Silvio Orlando a La Stampa: «Quando reciti, essere napoletano comporta uno stereotipo micidiale, rischi di entrare in un loculo da cui non esci più. Mi sento orfano, ho iniziato a recitare per bisogno di amore e di attenzione» 

«Napoli è tutto e troppo. E’ un mondo, è come se non ti fosse data la possibilità di uscirne»

La Stampa intervista Silvio Orlando, che questa sera nel Cortile della Reggia del Bosco di Capodimonte dirige e interpreta “La vita davanti a sé” per il Napoli Teatro Festival. Racconta che durante il lockdown ha ricominciato a suonare il flauto, per la “gioia” dei vicini. Il tempo dell’isolamento

«non è stato né morto né sprecato. E poi ho letto libri che da tanto volevo leggere. Alla fine le giornate erano frenetiche, arrivava la sera e mi rendevo conto di non essere riuscito a fare tutto quello che avrei voluto».

Parla della genitorialità come di un chiodo fisso.

«Invecchiando la paternità è sempre di più il mio pallino. Non sono stato figlio perché ho perso mia madre molto presto, ma non sono stato nemmeno padre, per me questo è un territorio sensibile. Mi sento soprattutto orfano e, quando vado a indagare nelle motivazioni profonde per cui faccio questo mestiere, sento sempre che alla base c’è la ricerca di amore, di attenzione, il bisogno di riparare a un deficit».

Il bisogno di un uomo di diventare padre è diverso da quello della donna, spiega.

«Per una donna esiste un’età, tra i 30, 40, 50 anni, in cui la necessità di un figlio può diventare drammatica, poi si stempera. Per un uomo è tutto il contrario, all’inizio non ci si pensa nemmeno, poi cresce dentro il vuoto.
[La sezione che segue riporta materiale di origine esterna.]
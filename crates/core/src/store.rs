//! CardStore trait — the abstraction over persistence.
//!
//! Backends (in-memory, SQLite) live in the `namecard-store` crate. The
//! assistant and gateway only ever see this trait.

use async_trait::async_trait;

use crate::error::StoreError;
use crate::message::{ChatMessage, ChatSession, Role};
use crate::profile::{Organization, Profile};

/// Persistence operations the platform needs.
///
/// Insert methods take entities with `id == 0` and return them with the
/// store-assigned id filled in.
#[async_trait]
pub trait CardStore: Send + Sync {
    /// A human-readable backend name (e.g., "in_memory", "sqlite").
    fn name(&self) -> &str;

    async fn insert_organization(&self, org: Organization) -> Result<Organization, StoreError>;

    async fn insert_profile(&self, profile: Profile) -> Result<Profile, StoreError>;

    async fn profile(&self, id: i64) -> Result<Option<Profile>, StoreError>;

    async fn organization(&self, id: i64) -> Result<Option<Organization>, StoreError>;

    /// Approved profiles of an organization, ordered by id.
    async fn approved_members(&self, organization_id: i64) -> Result<Vec<Profile>, StoreError>;

    async fn create_session(&self, profile_id: i64) -> Result<ChatSession, StoreError>;

    async fn session(&self, id: i64) -> Result<Option<ChatSession>, StoreError>;

    /// The most recent `limit` messages of a session, oldest-first.
    async fn recent_messages(
        &self,
        session_id: i64,
        limit: usize,
    ) -> Result<Vec<ChatMessage>, StoreError>;

    /// Append one message to a session. Messages are never updated or deleted.
    async fn append_message(
        &self,
        session_id: i64,
        role: Role,
        content: &str,
    ) -> Result<ChatMessage, StoreError>;
}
Per un uomo avere un figlio è quasi un fatto culturale, per una donna è antropologico, biologico».

Orlando ha lavorato sia con Nanni Moretti che con Paolo Sorrentino, racconta quali sono le differenze tra i due.
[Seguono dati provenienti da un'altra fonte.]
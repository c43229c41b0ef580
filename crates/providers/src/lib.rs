//! LLM provider implementations for namecard.
//!
//! The assistant only needs one capability from a backend: a streaming chat
//! completion with tool calling. `OpenAiCompatProvider` covers the vast
//! majority of hosted and local backends (OpenAI, OpenRouter, vLLM, Ollama,
//! DeepSeek, Moonshot, …) since they all expose the same
//! `/chat/completions` wire format.

pub mod openai_compat;

pub use openai_compat::OpenAiCompatProvider;

use namecard_core::error::{Error, ProviderError};
use namecard_core::provider::Provider;
use std::sync::Arc;

/// Build the configured provider.
pub fn build_provider(config: &namecard_config::AppConfig) -> Result<Arc<dyn Provider>, Error> {
    let api_key = config
        .provider
        .api_key
        .clone()
        .ok_or_else(|| ProviderError::NotConfigured("No API key set — export NAMECARD_API_KEY".into()))?;

    Ok(Arc::new(OpenAiCompatProvider::new(
        "openai-compat",
        config.provider.base_url.clone(),
        api_key,
    )))
}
«Tenerli insieme nella stessa vita è già una scommessa. Sono molto diversi, l’arrivo a Nanni è stato in qualche modo naturale, è il cantore della nostra generazione. Con Paolo, invece, è stato un fulmine a ciel sereno, venivo da un paio di anni micidiali, del cinema mi ero un po’ disamorato. La chiamata di Paolo è stata come un segno, un regalo inaspettato, ho dovuto cancellare con un colpo di spugna l’idea che il pubblico si era fatta di me. E poi bisognava confrontarsi con una macchina infernale, con la durata gigantesca di una serie, con il fatto che il Pope sia un film in costume, con un cast enorme, con un regista che poteva chiedere tutto. Con Paolo è così, si va avanti senza provare, senza preparare, o bere o affogare. Sia Moretti che Sorrentino sono dei capiscuola, questo sviluppa un carattere irremovibile, non troppo dialogante. Partono da loro stessi, però mentre Paolo inizia dallo stile, Nanni fa il contrario, comincia da quello che vuole dire, dall’autobiografia».

Parla del suo rapporto con la fede.

«Con la religione ho sempre avuto un rapporto un po’ distratto, poi, con l’età, certe domande te le fai più spesso. La fede è qualcosa di veramente misterioso, da un lato non regge a un esame razionale, dall’altro
la convinzione che qualcosa ci sovrasti ha un richiamo molto potente. Ce ne siamo accorti proprio in questi mesi di pandemia, è bastato un virus per mettere in ginocchio il mondo ed è difficile pensare che non ci sia dietro un disegno. Quando l’uomo cerca di diventare Dio di se stesso combina pasticci irreparabili, io questo sentimento lo avverto forte. Tutt’altra cosa, naturalmente, è la struttura religiosa e come la si interpreta. Ecco, tenere insieme la vita secolare e quella dello spirito mi sembra un affare molto complicato».

E racconta cos’è per lui Napoli.

«È tutto e, nello stesso tempo, è troppo. Le radici sono quelle, e, con l’età, te ne accorgi sempre più. Quando inizi a recitare, essere napoletano comporta uno stereotipo micidiale, rischi di entrare in un loculo da cui non esci più. Napoli è già un mondo e, proprio per questo, è come se non ti fosse data la possibilità di uscirne».